地熱発電はコストが高いとされているが、近年になって費用対効果も向上しており、近年の実績では8.3円/kWhの発電コストが報告されている。(家庭用電力は24円/1kwhで販売されている。)
特に、九州電力の八丁原発電所では、燃料が要らない地熱発電のメリットが減価償却の進行を助けたことにより、近年になって7円/kWhの発電コストを実現している。
コストはもう普及の足かせにはならない。
現在のところ、日本において地熱発電によって生産されている電力の総容量はおよそ535MW(53万キロワット)で2010年(平成22年)段階で世界第8位である。
地熱発電に関わる技術は高く、140MWと1基としては世界最大出力の地熱発電プラント(ナ・アワ・プルア地熱発電所)を富士電機システムズ(現在は富士電機(旧富士電機HD)に吸収合併)がニュージーランドに納入するなど、2010年(平成22年)の時点で、富士電機、東芝、三菱重工の日本企業3社が世界の地熱発電設備容量の70%のプラントを供給している。
地熱資源も技術もたっぷりある。
地熱発電にもいろいろな方式があるが、有望なのは以下の三種類。ただし(2)と(3)の方式はいまだ世界に一基の実現例もない研究開発途上のものである。
直接入浴に利用するには高温すぎる温泉(70~120℃)の熱を50℃程度の温度に下げる際、余剰の熱エネルギーを利用して発電する方式。熱交換には専らバイナリーサイクル方式が採用される。発電能力は小さいが設備の占有面積は比較的小規模ですみ、熱水の熱交換を利用するので、源泉の枯渇や、有毒物による汚染問題、熱汚染問題とは無関係に発電が可能である。日本国内にはバイナリー発電に適した地域が多く、全国に普及すると原子力発電所8基分に相当する電力を賄うことが可能という経済産業省の見解がある。
(2)高温岩体発電
天然の熱水や蒸気が乏しくても、地下に高温の岩体が存在する箇所を水圧破砕し、水を送り込んで蒸気や熱水を得て発電する方式も開発されており、地熱利用の機会を拡大する技術として期待されている。既存の温泉水を使用しないので、温泉旅館等の理解も得られ易く、大型発電所40基分の資源量が可能とされ、コストも9円/kwhまで低減する可能性が指摘されている。

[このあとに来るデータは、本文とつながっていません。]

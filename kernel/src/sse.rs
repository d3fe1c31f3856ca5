use alloc::boxed::Box;
use core::arch::x86_64::_fxsave;

use raw_cpuid::CpuId;
use x86_64::registers::control::{Cr0, Cr0Flags, Cr4, Cr4Flags};

use crate::mem::heap::Heap;

pub fn init() {
    let cpuid = CpuId::new();
    let cpu_feature_info = cpuid.get_feature_info().expect("should have feature info");
    assert!(
        cpu_feature_info.has_sse(),
        "this cpu does not support sse, but it is required"
    );
    assert!(
        cpu_feature_info.has_sse2(),
        "this cpu does not support sse2, but it is required"
    );
    assert!(
        cpu_feature_info.has_fxsave_fxstor(),
        "this cpu does not support fxsave/fxrstor, but it is required"
    );

    // enable SSE and FXSAVE/FXRSTOR
    unsafe {
        Cr0::update(|cr0| {
            cr0.remove(Cr0Flags::EMULATE_COPROCESSOR);
            cr0.insert(Cr0Flags::MONITOR_COPROCESSOR);
        });
        Cr4::update(|cr4| {
            cr4.insert(Cr4Flags::OSFXSR);
            cr4.insert(Cr4Flags::OSXMMEXCPT_ENABLE);
        });
    }

    assert!(Heap::is_initialized());

    // FIXME: THIS CAN'T BE A KERNEL ALLOCATION!
    let fx_area_ptr = Box::into_raw(Box::new(FxArea { data: [0; 512] }));
    unsafe { _fxsave(fx_area_ptr.cast()) };
}

#[repr(C)]
struct FxArea {
    data: [u8; 512],
}
use crate::net::Interface;
use alloc::sync::Arc;
use core::net::IpAddr;
use derive_more::From;
use foundation::falloc::vec::FVec;
use foundation::future::lock::FutureMutex;
use foundation::net::IpCidr;

pub struct RoutingTable {
    routes: FutureMutex<FVec<Route>>,
}

impl RoutingTable {
    pub fn new() -> Self {
        Self {
            routes: FutureMutex::new(FVec::new()),
        }
    }

    pub async fn interface_that_serves_ip(&self, ip: IpAddr) -> Option<Arc<Interface>> {
        self.routes
            .lock()
            .await
            .iter()
            .filter(|route| route.should_serve(ip))
            .map(Route::interface)
            .next()
            .cloned()
    }

    pub async fn add_route(&self, route: Route) {
        self.routes.lock().await.try_push(route).unwrap(); // TODO: handle error
    }
}

#[derive(From, Debug)]
pub struct Route {
    cidrs: FVec<IpCidr>,
    interface: Arc<Interface>,
}

impl Route {
    // TODO: support more than one IpCidr
    pub fn new(cidr: IpCidr, interface: Arc<Interface>) -> Self {
        let mut cidrs = FVec::new();
        cidrs.try_push(cidr).unwrap(); // TODO: handle error
        Self { cidrs, interface }
    }

    pub fn should_serve(&self, ip: IpAddr) -> bool {
        self.cidrs
            .iter()
            .any(|cidr| cidr.contains(ip).unwrap_or(false))
    }

    pub fn interface(&self) -> &Arc<Interface> {
        &self.interface
    }
}
pub use bytes::*;
pub use cursor::*;
pub use read::*;
pub use seek::*;
pub use write::*;

mod bytes;
mod cursor;
mod read;
mod seek;
mod write;
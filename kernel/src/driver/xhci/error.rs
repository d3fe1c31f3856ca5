use thiserror::Error;

use crate::error::KernelError;

#[derive(Debug, Error, Copy, Clone, Eq, PartialEq)]
pub enum XhciError {
    #[error("device is not a USB host controller")]
    NotUsb,
    #[error(transparent)]
    Kernel(#[from] KernelError),
}
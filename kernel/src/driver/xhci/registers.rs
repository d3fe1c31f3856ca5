//! Top-level xHCI register surface: locates the Capability, Operational,
//! Port, Runtime and Interrupter register blocks relative to the BAR base
//! (§6 external interfaces) and hands out volatile views onto each.

use core::ptr::NonNull;

use volatile::access::ReadWrite;
use volatile::{VolatileFieldAccess, VolatilePtr};
use x86_64::VirtAddr;

use crate::driver::xhci::capabilities::Capabilities;
use crate::driver::xhci::operational::Operational;
use crate::driver::xhci::portsc::PortSc;

#[repr(C)]
#[derive(Debug)]
pub struct Registers<'a> {
    pub capabilities: VolatilePtr<'a, Capabilities>,
    pub operational: VolatilePtr<'a, Operational>,
    port_base: VirtAddr,
    max_ports: u8,
    runtime_base: VirtAddr,
    doorbell_base: VirtAddr,
}

impl<'a> Registers<'a> {
    pub fn new(base: VirtAddr) -> Self {
        let capabilities =
            unsafe { VolatilePtr::new(NonNull::new(base.as_mut_ptr::<Capabilities>()).unwrap()) };

        let caplength = capabilities.caplength().read();
        let operational_base = base + caplength as u64;
        assert!(
            base + size_of::<Capabilities>() < operational_base,
            "capabilities registers should not overlap into operational registers"
        );
        let operational = unsafe {
            VolatilePtr::new(NonNull::new(operational_base.as_mut_ptr::<Operational>()).unwrap())
        };

        let port_base = operational_base + 0x400_u64;
        let max_ports = capabilities.hcsparams1().read().max_ports();

        let rtsoff = capabilities.rtsoff().read();
        let runtime_base = base + rtsoff as u64;

        let dboff = capabilities.dboff().read().offset();
        let doorbell_base = base + (u64::from(dboff) << 2);

        Self {
            capabilities,
            operational,
            port_base,
            max_ports,
            runtime_base,
            doorbell_base,
        }
    }

    /// Port register sets are one-indexed in the xHCI spec (port 1..=MaxPorts).
    ///
    /// # Panics
    /// Panics if `port` is 0 or greater than the controller's reported
    /// maximum port count.
    pub fn port(&self, port: u8) -> VolatilePtr<'_, PortRegisterSet, ReadWrite> {
        assert!(
            port >= 1 && port <= self.max_ports,
            "port {port} out of range (max {})",
            self.max_ports
        );
        let addr = self.port_base + u64::from(port - 1) * size_of::<PortRegisterSet>() as u64;
        unsafe { VolatilePtr::new(NonNull::new(addr.as_mut_ptr::<PortRegisterSet>()).unwrap()) }
    }

    /// Doorbell register for `slot` (0 is the command-ring doorbell, §6).
    pub fn doorbell(&self, slot: u8) -> VolatilePtr<'_, u32, ReadWrite> {
        let addr = self.doorbell_base + u64::from(slot) * 4;
        unsafe { VolatilePtr::new(NonNull::new(addr.as_mut_ptr::<u32>()).unwrap()) }
    }

    pub fn runtime(&self) -> VolatilePtr<'_, Runtime, ReadWrite> {
        unsafe {
            VolatilePtr::new(NonNull::new(self.runtime_base.as_mut_ptr::<Runtime>()).unwrap())
        }
    }

    /// Interrupter register sets start at `runtime_base + 0x20`, 32 bytes apart.
    pub fn interrupter(&self, index: u16) -> VolatilePtr<'_, Interrupter, ReadWrite> {
        let addr =
            self.runtime_base + 0x20_u64 + u64::from(index) * size_of::<Interrupter>() as u64;
        unsafe { VolatilePtr::new(NonNull::new(addr.as_mut_ptr::<Interrupter>()).unwrap()) }
    }
}

#[repr(C)]
#[derive(Debug, Copy, Clone, VolatileFieldAccess)]
pub struct PortRegisterSet {
    #[access(ReadWrite)]
    portsc: PortSc,
    #[access(ReadWrite)]
    portpmsc: u32,
    #[access(ReadWrite)]
    portli: u32,
    #[access(ReadWrite)]
    porthlpmc: u32,
}

#[repr(C)]
#[derive(Debug, Copy, Clone, VolatileFieldAccess)]
pub struct Runtime {
    #[access(ReadWrite)]
    mfindex: u32,
    #[access(ReadWrite)]
    _rsvdz: [u32; 7],
}

#[repr(C)]
#[derive(Debug, Copy, Clone, VolatileFieldAccess)]
pub struct Interrupter {
    #[access(ReadWrite)]
    iman: u32,
    #[access(ReadWrite)]
    imod: u32,
    /// Event Ring Segment Table Size. 32-bit, not 64 — the table holds a
    /// segment *count*, not an address.
    #[access(ReadWrite)]
    erstsz: u32,
    #[access(ReadWrite)]
    _rsvdz: u32,
    #[access(ReadWrite)]
    erstba: u64,
    #[access(ReadWrite)]
    erdp: u64,
}
use crate::arp::{Arp, ArpError};
use crate::ip::{Ip, IpError};
use crate::{Netstack, Protocol};
use alloc::sync::Arc;
use derive_more::Constructor;
use futures::future::BoxFuture;
use futures::FutureExt;
use thiserror::Error;

pub use frame::*;

mod frame;

#[derive(Constructor)]
pub struct Ethernet(Arc<Netstack>);

#[derive(Debug, Copy, Clone, Eq, PartialEq, Error)]
pub enum EthernetError {
    #[error("error reading frame")]
    ReadFrame(#[from] ReadEthernetFrameError),
    #[error("error handling ip packet")]
    Ip(#[from] IpError),
    #[error("error handling arp packet")]
    Arp(#[from] ArpError),
}

impl Protocol for Ethernet {
    type Packet<'packet> = EthernetFrame<'packet>;
    type Error = EthernetError;

    fn name() -> &'static str {
        "ethernet"
    }

    fn process_packet<'a>(
        &self,
        packet: Self::Packet<'a>,
    ) -> BoxFuture<'a, Result<(), Self::Error>> {
        let net = self.0.clone();
        async move {
            match packet.ether_type {
                EtherType::Ipv4 => net.handle_packet::<Ip, _>(packet).await?,
                EtherType::Arp => net.handle_packet::<Arp, _>(packet).await?,
            };
            Ok(())
        }
        .boxed()
    }

    fn send_packet(&self, _packet: Self::Packet<'_>) -> BoxFuture<Result<(), Self::Error>> {
        todo!()
    }
}
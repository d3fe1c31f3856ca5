use crate::driver::usb::protocol_support::ProtocolSupport;

#[derive(Debug, Copy, Clone, Eq, PartialEq)]
pub struct Speed {
    protocols: ProtocolSupport,
    plt: u8,
    pfd: bool,
    psie: Psie,
    psim: u16,
}

#[derive(Debug, Copy, Clone, Eq, PartialEq, Ord, PartialOrd)]
enum Psie {
    B,
    KB,
    MB,
    GB,
}

impl Speed {
    pub const FULL_SPEED: Self = Self::new(ProtocolSupport::USB2_ONLY, 0, false, 2, 12).unwrap();

    pub const LOW_SPEED: Self = Self::new(ProtocolSupport::USB2_ONLY, 0, false, 1, 1500).unwrap();

    pub const HIGH_SPEED: Self = Self::new(ProtocolSupport::USB2_ONLY, 0, false, 2, 480).unwrap();

    pub const SUPER_SPEED_GEN1_X1: Self =
        Self::new(ProtocolSupport::USB3_ANY, 0, true, 3, 5).unwrap();

    pub const SUPER_SPEED_GEN2_X1: Self =
        Self::new(ProtocolSupport::USB3_1_ONLY, 0, true, 3, 10).unwrap();

    // although the spec says that this is 5Gb/s, the actual bit rate is 10Gb/s
    pub const SUPER_SPEED_GEN1_X2: Self =
        Self::new(ProtocolSupport::USB3_2_ONLY, 0, true, 3, 10).unwrap();

    pub const SUPER_SPEED_GEN2_X2: Self =
        Self::new(ProtocolSupport::USB3_2_ONLY, 0, true, 3, 20).unwrap();

    pub const fn new(
        protocols: ProtocolSupport,
        plt: u8,
        pfd: bool,
        psie: u8,
        psim: u16,
    ) -> Option<Self> {
        Some(Self {
            protocols,
            plt,
            pfd,
            psie: match psie {
                0 => Psie::B,
                1 => Psie::KB,
                2 => Psie::MB,
                3 => Psie::GB,
                _ => return None,
            },
            psim,
        })
    }

    pub fn bit_rate(&self) -> usize {
        let magnitude = match self.psie {
            Psie::B => 1,
            Psie::KB => 1000,
            Psie::MB => 1_000_000,
            Psie::GB => 1_000_000_000,
        };
        usize::from(self.psim) * magnitude
    }
}

#[cfg(feature = "kernel_test")]
mod tests {
    use crate::driver::usb::speed::Speed;
    use kernel_test_framework::kernel_test;

    #[kernel_test]
    fn test_usb_speed_bit_rate() {
        assert_eq!(Speed::FULL_SPEED.bit_rate(), 12_000_000);
        assert_eq!(Speed::LOW_SPEED.bit_rate(), 1_500_000);
        assert_eq!(Speed::HIGH_SPEED.bit_rate(), 480_000_000);
        assert_eq!(Speed::SUPER_SPEED_GEN1_X1.bit_rate(), 5_000_000_000);
        assert_eq!(Speed::SUPER_SPEED_GEN2_X1.bit_rate(), 10_000_000_000);
        assert_eq!(Speed::SUPER_SPEED_GEN1_X2.bit_rate(), 10_000_000_000);
        assert_eq!(Speed::SUPER_SPEED_GEN2_X2.bit_rate(), 20_000_000_000);
    }
}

新エネルギー・産業技術総合開発機構(NEDO)が平成5年度に行った調査では,国内の有望とされている地熱地帯を29カ所選び,これらの地域で温度が250℃以上で探さが3kmまでの高温岩体資源を利用すれば,2900万kWの発電ができると見積もっています(NEDO,高温岩体資源利用拡大のための基盤調査,平成6年3月)。この調査の対象となった地熱地域の合計面積は日本の国土面積の0.3%に過ぎないから,実際にはもっとあると考えても良い。
(3)マグマ発電
将来の構想としてマグマだまり近傍の高熱を利用するマグマ発電の検討が行われている。開発には少なくとも50年はかかるとされているが、潜在資源量は60億kwに及ぶと見積もられ、この量は日本の全電力需要の3倍近くを賄える量となる。